The Manx Grand Prix for amateur motorcycle riders began in 1923 on the roads of the Isle Of Man and was a very competitive event. Along with the famous TT races that had started in 1907, these annual festivals of motorcycling were firm fixtures in the motoring calendar. With the boom of scooters in the late 1950s came ‘Scooter Holiday Week’ in which eventually thousands of scooterists would make their way at the end of June each year to the island. The scooter version of motorcycle racing became very close fought and rankings were earned each year in the ‘Manx 400’ a tough speed trial and endurance race. The scooter magazines of the day covered the results afterwards. Scooter Holiday Week ran from 1957 to 1976.
This astonishing GT200 is understood to have belonged to Mr. A. J. Kaye of London from new until 2022. Furthermore, Mr Kaye is believed to have campaigned it not only at the Isle of Man Scooter Holiday Week each year from 1965 to 1969, but also at Brands Hatch and Snetterton. The Lambretta then seems to have been put away and remained undiscovered until his sad passing when it was offered to a house clearance company. Many pictures are available showing Mr Kaye racing on the island. His participation is also mentioned in various race programmes. We can deduce from the information in the IOM Scooter Holiday Week programmes and on the machine itself that he was allocated Number 105 in the Manx 400 for 1966. Unfortunately, there was a ferry strike that year so he was re-allocated the same number the following year. By 1968 he had worked his way up to Number 31 and in 1969 he was Number 21. The scooter is showing 33,000 miles on the original MPH speedometer. And there the lines of enquiry abruptly stop. Our vendor spoke to the house clearance agent and was told that the original owner had recently died and that was all he knew. The scooter also tells its own story by way of the stickers and badges all over the bodywork. It appears that in addition to racing in the places we mentioned the late Mr Kaye was also a Puch Alpine fan and a member of both BLOA - The original British Lambretta Owners Association and LASCA - The London Area Scooter Clubs Association and attended the International Southend Lambretta Rally in 1967. We also see the original Arthur Francis Team Equipe sticker that came off the scooter. More pictures of the first owner and information about him are emerging and will be added to the description as we receive it.

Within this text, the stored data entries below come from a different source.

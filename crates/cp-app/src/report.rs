use std::fmt;
use std::path::PathBuf;

use cp_source::{AdapterReport, AdapterStatus};

/// Ce qui a été écrit sur disque.
#[derive(Clone, Debug, PartialEq, Eq)]
pub enum RunOutcome {
    /// Both artifacts were written.
    CorpusAndTraining {
        corpus: PathBuf,
        training: PathBuf,
        rows: usize,
    },
    /// The corpus was written; the training set was not.
    CorpusOnly { corpus: PathBuf, cause: String },
}

impl RunOutcome {
    /// Code de sortie du processus : 0 si tout est écrit, 2 si corpus seul.
    #[must_use]
    pub fn exit_code(&self) -> u8 {
        match self {
            Self::CorpusAndTraining { .. } => 0,
            Self::CorpusOnly { .. } => 2,
        }
    }
}

/// Final report of a successful run.
#[derive(Clone, Debug)]
pub struct RunSummary {
    pub reports: Vec<AdapterReport>,
    pub total_samples: usize,
    pub unique_chords: usize,
    pub outcome: RunOutcome,
}

fn status_label(status: &AdapterStatus) -> String {
    match status {
        AdapterStatus::Completed => "terminé".into(),
        AdapterStatus::MissingRoot => "ignoré (dataset introuvable)".into(),
        AdapterStatus::Unreadable(cause) => format!("illisible ({cause})"),
        AdapterStatus::Interrupted => "interrompu".into(),
    }
}

impl fmt::Display for RunSummary {
    fn fmt(&self, f: &mut fmt::Formatter<'_>) -> fmt::Result {
        writeln!(f, "Résumé du traitement")?;
        for r in &self.reports {
            writeln!(
                f,
                "  {:<12} {:<28} trouvés {:>5}  retenus {:>5}  échecs {:>4}  nommage {:>4}  sans features {:>4}  labels devinés {:>4}",
                r.source.as_str(),
                status_label(&r.status),
                r.discovered,
                r.produced,
                r.failures.len(),
                r.skipped_naming,
                r.empty_features,
                r.guessed_labels,
            )?;
            for failure in &r.failures {
                writeln!(f, "      échec {} : {}", failure.path.display(), failure.cause)?;
            }
        }
        writeln!(
            f,
            "  Corpus : {} échantillons, {} accords distincts",
            self.total_samples, self.unique_chords
        )?;
        match &self.outcome {
            RunOutcome::CorpusAndTraining {
                corpus,
                training,
                rows,
            } => {
                writeln!(f, "  Écrit : corpus {}", corpus.display())?;
                write!(f, "  Écrit : jeu d'entraînement {} ({rows} lignes)", training.display())
            }
            RunOutcome::CorpusOnly { corpus, cause } => {
                writeln!(f, "  Écrit : corpus {} (corpus seul)", corpus.display())?;
                write!(f, "  Jeu d'entraînement non écrit : {cause}")
            }
        }
    }
}

#[cfg(test)]
mod tests {
    use super::*;
    use cp_core::config::SourceKind;

    fn report(source: SourceKind, status: AdapterStatus, produced: usize) -> AdapterReport {
        AdapterReport {
            source,
            status,
            discovered: produced,
            skipped_naming: 0,
            failures: Vec::new(),
            empty_features: 0,
            guessed_labels: 0,
            produced,
        }
    }

    #[test]
    fn exit_codes_distinguish_outcomes() {
        let both = RunOutcome::CorpusAndTraining {
            corpus: "c.json".into(),
            training: "t.bin".into(),
            rows: 3,
        };
        let alone = RunOutcome::CorpusOnly {
            corpus: "c.json".into(),
            cause: "vide".into(),
        };
        assert_eq!(both.exit_code(), 0);
        assert_eq!(alone.exit_code(), 2);
    }

    #[test]
    fn summary_marks_skipped_sources_and_corpus_only() {
        let summary = RunSummary {
            reports: vec![
                report(SourceKind::GuitarSet, AdapterStatus::Completed, 3),
                report(SourceKind::Idmt, AdapterStatus::MissingRoot, 0),
            ],
            total_samples: 3,
            unique_chords: 3,
            outcome: RunOutcome::CorpusOnly {
                corpus: "out/chord_corpus.json".into(),
                cause: "aucun échantillon exploitable".into(),
            },
        };
        let text = summary.to_string();
        assert!(text.contains("idmt-guitar"));
        assert!(text.contains("ignoré"));
        assert!(text.contains("corpus seul"));
        assert!(!text.contains("lignes"));
    }
}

Originally White, the scooter was repainted Maroon early in its life with its plethora of stickers being applied thereafter. The registration number ‘HGY 310C’ was issued in the Croydon area where Lambretta Concessionaires were based.

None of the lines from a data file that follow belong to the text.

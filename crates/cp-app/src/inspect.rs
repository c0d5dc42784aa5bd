use std::fmt::Write as _;
use std::path::Path;

use anyhow::Result;
use cp_export::load_corpus;

/// Décrit un corpus persisté sans relancer l'extraction.
///
/// # Errors
/// Returns an error if the file cannot be loaded or is inconsistent.
pub fn describe(path: &Path) -> Result<String> {
    let corpus = load_corpus(path)?;
    let mut out = serde_json::to_string_pretty(&corpus.metadata)?;
    let usable = corpus.usable_samples().count();
    let guessed = corpus
        .samples
        .iter()
        .filter(|s| s.metadata.label_guessed)
        .count();
    write!(
        out,
        "\n{usable}/{} échantillons exploitables, {guessed} labels devinés",
        corpus.samples.len()
    )?;
    Ok(out)
}
//! Atomic persistence of the two artifacts.
//!
//! Each document is written to a temporary file in the destination directory,
//! flushed and synced, then renamed over the target. A failed write leaves the
//! previous file (or nothing) in place, never a truncated document.

use std::fs::{self, File};
use std::io::{BufReader, BufWriter, Write};
use std::path::Path;

use anyhow::{Context, Result};
use cp_core::corpus::Corpus;
use cp_core::training::TrainingSet;
use tempfile::NamedTempFile;

fn write_atomic<F>(dest: &Path, write: F) -> Result<()>
where
    F: FnOnce(&mut BufWriter<&mut File>) -> Result<()>,
{
    let dir = dest
        .parent()
        .filter(|p| !p.as_os_str().is_empty())
        .unwrap_or_else(|| Path::new("."));
    fs::create_dir_all(dir)
        .with_context(|| format!("Impossible de créer {}", dir.display()))?;

    let mut tmp = NamedTempFile::new_in(dir)
        .with_context(|| format!("Fichier temporaire impossible dans {}", dir.display()))?;
    {
        let mut writer = BufWriter::new(tmp.as_file_mut());
        write(&mut writer)?;
        writer.flush()?;
    }
    tmp.as_file().sync_all()?;
    tmp.persist(dest)
        .with_context(|| format!("Impossible de remplacer {}", dest.display()))?;
    Ok(())
}

/// Écrit le corpus en JSON indenté.
///
/// # Errors
/// Returns an error if the directory cannot be created or the file written.
pub fn write_corpus(corpus: &Corpus, dest: &Path) -> Result<()> {
    write_atomic(dest, |w| {
        serde_json::to_writer_pretty(w, corpus).context("Sérialisation JSON du corpus")
    })?;
    log::info!(
        "Corpus écrit : {} ({} échantillons)",
        dest.display(),
        corpus.metadata.total_samples
    );
    Ok(())
}

/// Relit un corpus persisté et vérifie sa cohérence.
///
/// # Errors
/// Returns an error if the file cannot be read or parsed, or if its metadata
/// disagrees with its sample list.
pub fn load_corpus(path: &Path) -> Result<Corpus> {
    let file = File::open(path).with_context(|| format!("Impossible d'ouvrir {}", path.display()))?;
    let corpus: Corpus = serde_json::from_reader(BufReader::new(file))
        .with_context(|| format!("JSON invalide : {}", path.display()))?;
    corpus.validate()?;
    Ok(corpus)
}

/// Écrit le jeu d'entraînement en bincode.
///
/// # Errors
/// Returns an error if the directory cannot be created or the file written.
pub fn write_training_set(set: &TrainingSet, dest: &Path) -> Result<()> {
    write_atomic(dest, |w| {
        bincode::serialize_into(w, set).context("Sérialisation bincode du jeu d'entraînement")
    })?;
    log::info!(
        "Jeu d'entraînement écrit : {} ({}×{})",
        dest.display(),
        set.rows,
        set.cols
    );
    Ok(())
}

/// Relit un jeu d'entraînement persisté.
///
/// # Errors
/// Returns an error if the file cannot be read or decoded, or if its
/// dimensions are inconsistent.
pub fn load_training_set(path: &Path) -> Result<TrainingSet> {
    let file = File::open(path).with_context(|| format!("Impossible d'ouvrir {}", path.display()))?;
    let set: TrainingSet = bincode::deserialize_from(BufReader::new(file))
        .with_context(|| format!("Binaire invalide : {}", path.display()))?;
    anyhow::ensure!(set.is_consistent(), "Dimensions incohérentes dans {}", path.display());
    Ok(set)
}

On examination of the scooter there is much to highlight such as a period conversion to 12-volt electrics. This was a rare intervention in 1965 and we believe that this would have been carried out by Lambretta Concessionaires in Croydon. The scooter retains 12-volt electrics but is still on points which is also very rare. We also noted the 12-volt fuse and holder in the battery tray while the main battery was positioned in the under-seat toolbox. The toolbox itself has been hard wired onto the frame (i.e no rubber) for earthing purposes. There is a Smiths amp meter and 12v Carrello main spotlight for night racing. There is also a socket under the seat powered from the main battery into which plugs an accessory hand held light on a long cable to enable one to see all around the scooter in the dark. The scooter when found had an elaborate map reading console created using the original top of the headset fitting and a number of lights on it for night vision (this is no longer on the scooter but accompanies the lot). A standard headset top has been used and colour blended. There are other switches including one mounted on the original Ulma/Nannucci metal leg shield tool box for the spotlight. There is an additional resistor-type switch below the under-seat tool box but we do not know its purpose. We noted that the centre of the flywheel cowl had been cut out to enable quick access to the points while on the road.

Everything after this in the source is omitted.